== WHAT YOU HAVE TO DO ==
For every line of the material below, check for the string "configured" and return the line if it is there.

━━━━━━

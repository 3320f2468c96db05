use std::path::PathBuf;
use std::sync::atomic::{AtomicBool, Ordering};
use std::sync::Arc;

use anyhow::{bail, Context, Result};

use davlink_lib::vault::{FsVault, Vault, VaultFile};
use davlink_lib::webdav::{RemoteStore, ReqwestTransport};
use davlink_lib::Settings;

/// Command line overrides for building the [`App`]
pub struct Options {
    pub vault: Option<PathBuf>,
    pub settings: Option<PathBuf>,
    pub attachment_folder: Option<String>,
    pub markdown_links: bool,
}

/// Shared application state for CLI commands
pub struct App {
    pub settings_path: PathBuf,
    pub settings: Settings,
    pub vault: FsVault,
}

impl App {
    pub fn new(options: Options) -> Result<Self> {
        let settings_path = match options.settings {
            Some(path) => path,
            None => Settings::default_path().context("Failed to locate settings file")?,
        };
        let settings = Settings::load(&settings_path)
            .with_context(|| format!("Failed to load settings from {}", settings_path.display()))?;

        let root = match options.vault {
            Some(path) => path,
            None => std::env::current_dir().context("Failed to get current directory")?,
        };
        if !root.is_dir() {
            bail!("Vault directory {} does not exist", root.display());
        }

        let mut vault = FsVault::new(root).with_markdown_links(options.markdown_links);
        if let Some(folder) = options.attachment_folder.as_deref() {
            vault = vault.with_attachment_folder(folder);
        }

        Ok(Self {
            settings_path,
            settings,
            vault,
        })
    }

    /// Remote store for the configured server
    pub fn store(&self) -> Result<RemoteStore> {
        if self.settings.url.is_empty() {
            bail!("No server configured. Run `davlink config set url <URL>` first");
        }
        let transport = ReqwestTransport::new().context("Failed to create HTTP client")?;
        RemoteStore::from_settings(&self.settings, Arc::new(transport)).context("Invalid server URL")
    }

    /// Find a note by vault path, with or without the `.md` extension
    pub fn find_note(&self, path: &str) -> Result<VaultFile> {
        let path = path.trim_start_matches("./");
        let candidates = [path.to_string(), format!("{}.md", path)];

        for candidate in &candidates {
            if let Some(file) = self.vault.file(candidate).context("Failed to read vault")? {
                return Ok(file);
            }
        }
        bail!("No note at '{}'", path)
    }

    pub fn save_settings(&self) -> Result<()> {
        self.settings
            .save(&self.settings_path)
            .with_context(|| format!("Failed to save settings to {}", self.settings_path.display()))
    }
}

/// Flag set by Ctrl-C so batches stop between links
pub fn cancel_on_interrupt() -> Arc<AtomicBool> {
    let flag = Arc::new(AtomicBool::new(false));
    let handle = flag.clone();
    tokio::spawn(async move {
        if tokio::signal::ctrl_c().await.is_ok() {
            log::warn!("Interrupted, finishing the current link");
            handle.store(true, Ordering::Relaxed);
        }
    });
    flag
}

━━━━━━

== ANSWER TO THE PROBLEM ==
    /// Remote store for the configured server
            bail!("No server configured. Run `davlink config set url <URL>` first");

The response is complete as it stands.